■ **Activity**: Each entry below should be printed exactly as given.

■ **Saved data entries**:
_ _ _

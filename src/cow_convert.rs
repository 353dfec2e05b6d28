// SPDX-License-Identifier: Apache-2.0
// Copyright (c) 2025 rhythmcache
// https://github.com/rhythmcache/payload-dumper-rust

//! Converts `SOURCE_COPY` install operations and `COW_COPY` merge
//! operations into a flat list of CoW-writer directives.
//!
//! Ported directly from AOSP's `ConvertToCowOperations` (see
//! `common/cow_operation_convert.cc`): COW_COPY merge operations are
//! emitted first, in reverse block order (snapused prefers that order
//! when replaying copies that alias their own source), tracking which
//! destination blocks they cover. SOURCE_COPY operations are then emitted
//! as CowReplace entries, but only for destination blocks not already
//! covered by a merge operation's copy.

use crate::extent::{BlockIterator, ExtentRanges};
use crate::wire::{CowMergeOperationType, InstallOperation, InstallOperationType};

#[derive(Debug, Clone, Copy, PartialEq, Eq)]
pub enum CowOperation {
    /// Copy the content already at `dst_block` to `src_block` within the
    /// CoW snapshot (the source and destination partition are the same
    /// device; this aliases a block that must move before being
    /// overwritten).
    CowCopy { src_block: u64, dst_block: u64 },
    /// Read `src_block` from the source partition and store it as
    /// `dst_block`'s raw replacement content in the CoW snapshot.
    CowReplace { src_block: u64, dst_block: u64 },
}

/// Converts `merge_operations` and `operations` for a single partition
/// into the CoW directive list a [`crate::writer::cow::CowWriter`]
/// replays in order.
pub fn convert_to_cow_operations(
    operations: &[InstallOperation],
    merge_operations: &[crate::wire::CowMergeOperation],
) -> Vec<CowOperation> {
    let mut merge_extents = ExtentRanges::new();
    let mut converted = Vec::new();

    for merge_op in merge_operations {
        if merge_op.r#type != CowMergeOperationType::CowCopy as i32 {
            continue;
        }
        let Some(dst_extent) = merge_op.dst_extent.as_ref() else {
            continue;
        };
        let Some(src_extent) = merge_op.src_extent.as_ref() else {
            continue;
        };
        merge_extents.add_extent(dst_extent);

        // Reverse order: snapused prefers replaying copies back-to-front
        // so that a block is never overwritten before it has been copied
        // out from under itself.
        for i in (0..src_extent.num_blocks).rev() {
            let src_block = src_extent.start_block + i;
            let dst_block = dst_extent.start_block + i;
            converted.push(CowOperation::CowCopy {
                src_block,
                dst_block,
            });
        }
    }

    for operation in operations {
        if operation.r#type != InstallOperationType::SourceCopy as i32 {
            continue;
        }
        let mut src_it = BlockIterator::new(&operation.src_extents);
        let mut dst_it = BlockIterator::new(&operation.dst_extents);
        loop {
            let (Some(src_block), Some(dst_block)) = (src_it.next(), dst_it.next()) else {
                break;
            };
            if !merge_extents.contains_block(dst_block) {
                converted.push(CowOperation::CowReplace {
                    src_block,
                    dst_block,
                });
            }
        }
    }

    converted
}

_ _ _

■ **Response for this exercise**:
filename src/cow_convert.rs
repository 353dfec2e05b6d28
// SPDX-License-Identifier: Apache-2.0
// Copyright (c) 2025 rhythmcache
// https://github.com/rhythmcache/payload-dumper-rust

//! Converts `SOURCE_COPY` install operations and `COW_COPY` merge
//! operations into a flat list of CoW-writer directives.
//!
//! Ported directly from AOSP's `ConvertToCowOperations` (see
//! `common/cow_operation_convert.cc`): COW_COPY merge operations are
//! emitted first, in reverse block order (snapused prefers that order
//! when replaying copies that alias their own source), tracking which
//! destination blocks they cover. SOURCE_COPY operations are then emitted
//! as CowReplace entries, but only for destination blocks not already
//! covered by a merge operation's copy.

use crate::extent::{BlockIterator, ExtentRanges};
use crate::wire::{CowMergeOperationType, InstallOperation, InstallOperationType};

#[derive(Debug, Clone, Copy, PartialEq, Eq)]
pub enum CowOperation {
    /// Copy the content already at `dst_block` to `src_block` within the
    /// CoW snapshot (the source and destination partition are the same
    /// device; this aliases a block that must move before being
    /// overwritten).
    CowCopy { src_block: u64, dst_block: u64 },
    /// Read `src_block` from the source partition and store it as
    /// `dst_block`'s raw replacement content in the CoW snapshot.
    CowReplace { src_block: u64, dst_block: u64 },
}

/// Converts `merge_operations` and `operations` for a single partition
/// into the CoW directive list a [`crate::writer::cow::CowWriter`]
/// replays in order.
pub fn convert_to_cow_operations(
    operations: &[InstallOperation],
    merge_operations: &[crate::wire::CowMergeOperation],
) -> Vec<CowOperation> {
    let mut merge_extents = ExtentRanges::new();
    let mut converted = Vec::new();

    for merge_op in merge_operations {
        if merge_op.r#type != CowMergeOperationType::CowCopy as i32 {
            continue;
        }
        let Some(dst_extent) = merge_op.dst_extent.as_ref() else {
            continue;
        };
        let Some(src_extent) = merge_op.src_extent.as_ref() else {
            continue;
        };
        merge_extents.add_extent(dst_extent);

        // Reverse order: snapused prefers replaying copies back-to-front
        // so that a block is never overwritten before it has been copied
        // out from under itself.
        for i in (0..src_extent.num_blocks).rev() {
            let src_block = src_extent.start_block + i;
            let dst_block = dst_extent.start_block + i;
            converted.push(CowOperation::CowCopy {
                src_block,
                dst_block,
            });
        }
    }

    for operation in operations {
        if operation.r#type != InstallOperationType::SourceCopy as i32 {
            continue;
        }
        let mut src_it = BlockIterator::new(&operation.src_extents);
        let mut dst_it = BlockIterator::new(&operation.dst_extents);
        loop {
            let (Some(src_block), Some(dst_block)) = (src_it.next(), dst_it.next()) else {
                break;
            };
            if !merge_extents.contains_block(dst_block) {
                converted.push(CowOperation::CowReplace {
                    src_block,
                    dst_block,
                });
            }
        }
    }

    converted
}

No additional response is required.